[Collected data entries]
Segment Open

//! Generic traversal and deep copy.
//!
//! Children are always produced in evaluation order: for comprehensions the
//! clauses (iterable, then filters) come before the element expression, for
//! assignments the value comes before the targets.

use crate::ast::{AstId, Expr, ExprKind, Metadata, Stmt, StmtKind};

impl Expr {
    /// Direct children of this expression, in evaluation order.
    #[must_use]
    pub fn children(&self) -> Vec<&Expr> {
        let mut out = Vec::new();
        match &self.kind {
            ExprKind::Literal(_) | ExprKind::Name(_) => {}
            ExprKind::Attribute { value, .. } => out.push(value.as_ref()),
            ExprKind::BinOp { left, right, .. } => {
                out.push(left.as_ref());
                out.push(right.as_ref());
            }
            ExprKind::UnaryOp { operand, .. } => out.push(operand.as_ref()),
            ExprKind::BoolOp { values, .. } => out.extend(values.iter()),
            ExprKind::Compare {
                left, comparators, ..
            } => {
                out.push(left.as_ref());
                out.extend(comparators.iter());
            }
            ExprKind::Call { func, args } => {
                out.push(func.as_ref());
                out.extend(args.iter());
            }
            ExprKind::Subscript { value, index } => {
                out.push(value.as_ref());
                out.push(index.as_ref());
            }
            ExprKind::List(elts) | ExprKind::Tuple(elts) | ExprKind::Set(elts) => {
                out.extend(elts.iter());
            }
            ExprKind::Dict { keys, values } => {
                for (k, v) in keys.iter().zip(values.iter()) {
                    out.push(k);
                    out.push(v);
                }
            }
            ExprKind::ListComp { elt, generators } | ExprKind::GeneratorExp { elt, generators } => {
                for generator in generators {
                    out.push(&generator.iter);
                    out.extend(generator.ifs.iter());
                }
                out.push(elt.as_ref());
            }
            ExprKind::Yield(value) => out.extend(value.as_deref()),
        }
        out
    }

    /// Mutable direct children of this expression, in evaluation order.
    pub fn children_mut(&mut self) -> Vec<&mut Expr> {
        let mut out = Vec::new();
        match &mut self.kind {
            ExprKind::Literal(_) | ExprKind::Name(_) => {}
            ExprKind::Attribute { value, .. } => out.push(value.as_mut()),
            ExprKind::BinOp { left, right, .. } => {
                out.push(left.as_mut());
                out.push(right.as_mut());
            }
            ExprKind::UnaryOp { operand, .. } => out.push(operand.as_mut()),
            ExprKind::BoolOp { values, .. } => out.extend(values.iter_mut()),
            ExprKind::Compare {
                left, comparators, ..
            } => {
                out.push(left.as_mut());
                out.extend(comparators.iter_mut());
            }
            ExprKind::Call { func, args } => {
                out.push(func.as_mut());
                out.extend(args.iter_mut());
            }
            ExprKind::Subscript { value, index } => {
                out.push(value.as_mut());
                out.push(index.as_mut());
            }
            ExprKind::List(elts) | ExprKind::Tuple(elts) | ExprKind::Set(elts) => {
                out.extend(elts.iter_mut());
            }
            ExprKind::Dict { keys, values } => {
                for (k, v) in keys.iter_mut().zip(values.iter_mut()) {
                    out.push(k);
                    out.push(v);
                }
            }
            ExprKind::ListComp { elt, generators } | ExprKind::GeneratorExp { elt, generators } => {
                for generator in generators.iter_mut() {
                    out.push(&mut generator.iter);
                    out.extend(generator.ifs.iter_mut());
                }
                out.push(elt.as_mut());
            }
            ExprKind::Yield(value) => out.extend(value.as_deref_mut()),
        }
        out
    }

    /// Pre-order walk over this expression and all of its descendants.
    pub fn walk<'a>(&'a self, f: &mut dyn FnMut(&'a Expr)) {
        f(self);
        for child in self.children() {
            child.walk(f);
        }
    }

    /// Pre-order mutable walk over this expression and all of its descendants.
    pub fn walk_mut(&mut self, f: &mut dyn FnMut(&mut Expr)) {
        f(self);
        for child in self.children_mut() {
            child.walk_mut(f);
        }
    }

    /// Returns `true` if any node in this subtree has the given identity.
    #[must_use]
    pub fn contains_id(&self, id: AstId) -> bool {
        let mut found = false;
        self.walk(&mut |e| found |= e.id == id);
        found
    }

    /// Names read anywhere in this subtree, excluding names bound by an
    /// enclosing comprehension clause inside the subtree.
    #[must_use]
    pub fn free_names(&self) -> Vec<String> {
        let mut out = Vec::new();
        collect_free_names(self, &mut Vec::new(), &mut out);
        out
    }

    /// Copies this subtree, giving every node a fresh identity.
    ///
    /// Annotations attached to copied nodes are duplicated onto the new ids.
    #[must_use]
    pub fn deep_copy(&self, metadata: &mut Metadata) -> Expr {
        let mut copy = self.clone();
        copy.refresh_ids(metadata);
        copy
    }

    pub(crate) fn refresh_ids(&mut self, metadata: &mut Metadata) {
        self.walk_mut(&mut |e| {
            let fresh = AstId::fresh();
            metadata.copy_annotations(e.id, fresh);
            e.id = fresh;
        });
    }
}

fn collect_free_names(expr: &Expr, bound: &mut Vec<String>, out: &mut Vec<String>) {
    match &expr.kind {
        ExprKind::Name(name) => {
            if !bound.contains(name) && !out.contains(name) {
                out.push(name.clone());
            }
        }
        ExprKind::ListComp { elt, generators } | ExprKind::GeneratorExp { elt, generators } => {
            let depth = bound.len();
            for generator in generators {
                collect_free_names(&generator.iter, bound, out);
                bound.push(generator.target.clone());
                for cond in &generator.ifs {
                    collect_free_names(cond, bound, out);
                }
            }
            collect_free_names(elt, bound, out);
            bound.truncate(depth);
        }
        _ => {
            for child in expr.children() {
                collect_free_names(child, bound, out);
            }
        }
    }
}

impl Stmt {
    /// Expressions directly owned by this statement, in evaluation order.
    ///
    /// Nested statement blocks are not included, see [`Stmt::blocks`].
    #[must_use]
    pub fn exprs(&self) -> Vec<&Expr> {
        match &self.kind {
            StmtKind::Assign { targets, value } => {
                let mut out = vec![value];
                out.extend(targets.iter());
                out
            }
            StmtKind::AugAssign { target, value, .. } => vec![value, target],
            StmtKind::Expr(value) => vec![value],
            StmtKind::Return(value) => value.iter().collect(),
            StmtKind::For { target, iter, .. } => vec![iter, target],
            StmtKind::While { test, .. } | StmtKind::If { test, .. } => vec![test],
            StmtKind::FunctionDef(_)
            | StmtKind::Break
            | StmtKind::Continue
            | StmtKind::Pass => Vec::new(),
        }
    }

    /// Mutable expressions directly owned by this statement.
    pub fn exprs_mut(&mut self) -> Vec<&mut Expr> {
        match &mut self.kind {
            StmtKind::Assign { targets, value } => {
                let mut out = vec![value];
                out.extend(targets.iter_mut());
                out
            }
            StmtKind::AugAssign { target, value, .. } => vec![value, target],
            StmtKind::Expr(value) => vec![value],
            StmtKind::Return(value) => value.iter_mut().collect(),
            StmtKind::For { target, iter, .. } => vec![iter, target],
            StmtKind::While { test, .. } | StmtKind::If { test, .. } => vec![test],
            StmtKind::FunctionDef(_)
            | StmtKind::Break
            | StmtKind::Continue
            | StmtKind::Pass => Vec::new(),
        }
    }

    /// Nested statement blocks of this statement.
    ///
    /// A function definition's body is included; callers that must stay within
    /// one function scope check for [`StmtKind::FunctionDef`] themselves.
    #[must_use]
    pub fn blocks(&self) -> Vec<&Vec<Stmt>> {
        match &self.kind {
            StmtKind::FunctionDef(def) => vec![&def.body],
            StmtKind::For { body, orelse, .. }
            | StmtKind::While { body, orelse, .. }
            | StmtKind::If { body, orelse, .. } => vec![body, orelse],
            _ => Vec::new(),
        }
    }

    /// Mutable nested statement blocks of this statement.
    pub fn blocks_mut(&mut self) -> Vec<&mut Vec<Stmt>> {
        match &mut self.kind {
            StmtKind::FunctionDef(def) => vec![&mut def.body],
            StmtKind::For { body, orelse, .. }
            | StmtKind::While { body, orelse, .. }
            | StmtKind::If { body, orelse, .. } => vec![body, orelse],
            _ => Vec::new(),
        }
    }

    /// Visits every expression in this statement and in its nested blocks,
    /// without descending into nested function definitions.
    pub fn walk_exprs<'a>(&'a self, f: &mut dyn FnMut(&'a Expr)) {
        if matches!(self.kind, StmtKind::FunctionDef(_)) {
            return;
        }
        for expr in self.exprs() {
            expr.walk(f);
        }
        for block in self.blocks() {
            for stmt in block {
                stmt.walk_exprs(f);
            }
        }
    }

    /// Mutable counterpart of [`Stmt::walk_exprs`].
    pub fn walk_exprs_mut(&mut self, f: &mut dyn FnMut(&mut Expr)) {
        if matches!(self.kind, StmtKind::FunctionDef(_)) {
            return;
        }
        for expr in self.exprs_mut() {
            expr.walk_mut(f);
        }
        for block in self.blocks_mut() {
            for stmt in block.iter_mut() {
                stmt.walk_exprs_mut(f);
            }
        }
    }

    /// Finds the statement with the given identity in this statement or its
    /// nested blocks.
    pub fn find_mut(&mut self, id: AstId) -> Option<&mut Stmt> {
        if self.id == id {
            return Some(self);
        }
        for block in self.blocks_mut() {
            if let Some(found) = find_in_block_mut(block, id) {
                return Some(found);
            }
        }
        None
    }

    /// Copies this statement, giving every node a fresh identity and
    /// duplicating annotations onto the new ids.
    #[must_use]
    pub fn deep_copy(&self, metadata: &mut Metadata) -> Stmt {
        let mut copy = self.clone();
        copy.refresh_ids(metadata);
        copy
    }

    fn refresh_ids(&mut self, metadata: &mut Metadata) {
        let fresh = AstId::fresh();
        metadata.copy_annotations(self.id, fresh);
        self.id = fresh;

        if let StmtKind::FunctionDef(def) = &mut self.kind {
            for param in &mut def.params {
                let fresh = AstId::fresh();
                metadata.copy_annotations(param.id, fresh);
                param.id = fresh;
            }
        }
        for expr in self.exprs_mut() {
            expr.refresh_ids(metadata);
        }
        for block in self.blocks_mut() {
            for stmt in block.iter_mut() {
                stmt.refresh_ids(metadata);
            }
        }
    }
}

/// Finds a statement by identity anywhere in a block, including nested blocks.
pub fn find_in_block_mut(block: &mut [Stmt], id: AstId) -> Option<&mut Stmt> {
    block.iter_mut().find_map(|stmt| stmt.find_mut(id))
}

/// Deep-copies a block of statements, see [`Stmt::deep_copy`].
#[must_use]
pub fn deep_copy_block(block: &[Stmt], metadata: &mut Metadata) -> Vec<Stmt> {
    block.iter().map(|stmt| stmt.deep_copy(metadata)).collect()
}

Segment Closed

#### TASK DESCRIPTION:
In the records above, find the line containing "before the targets." and restate word for word every line from the first through that one.

#### RESPONSE AREA:
//! Generic traversal and deep copy.
//!
//! Children are always produced in evaluation order: for comprehensions the
//! clauses (iterable, then filters) come before the element expression, for
//! assignments the value comes before the targets.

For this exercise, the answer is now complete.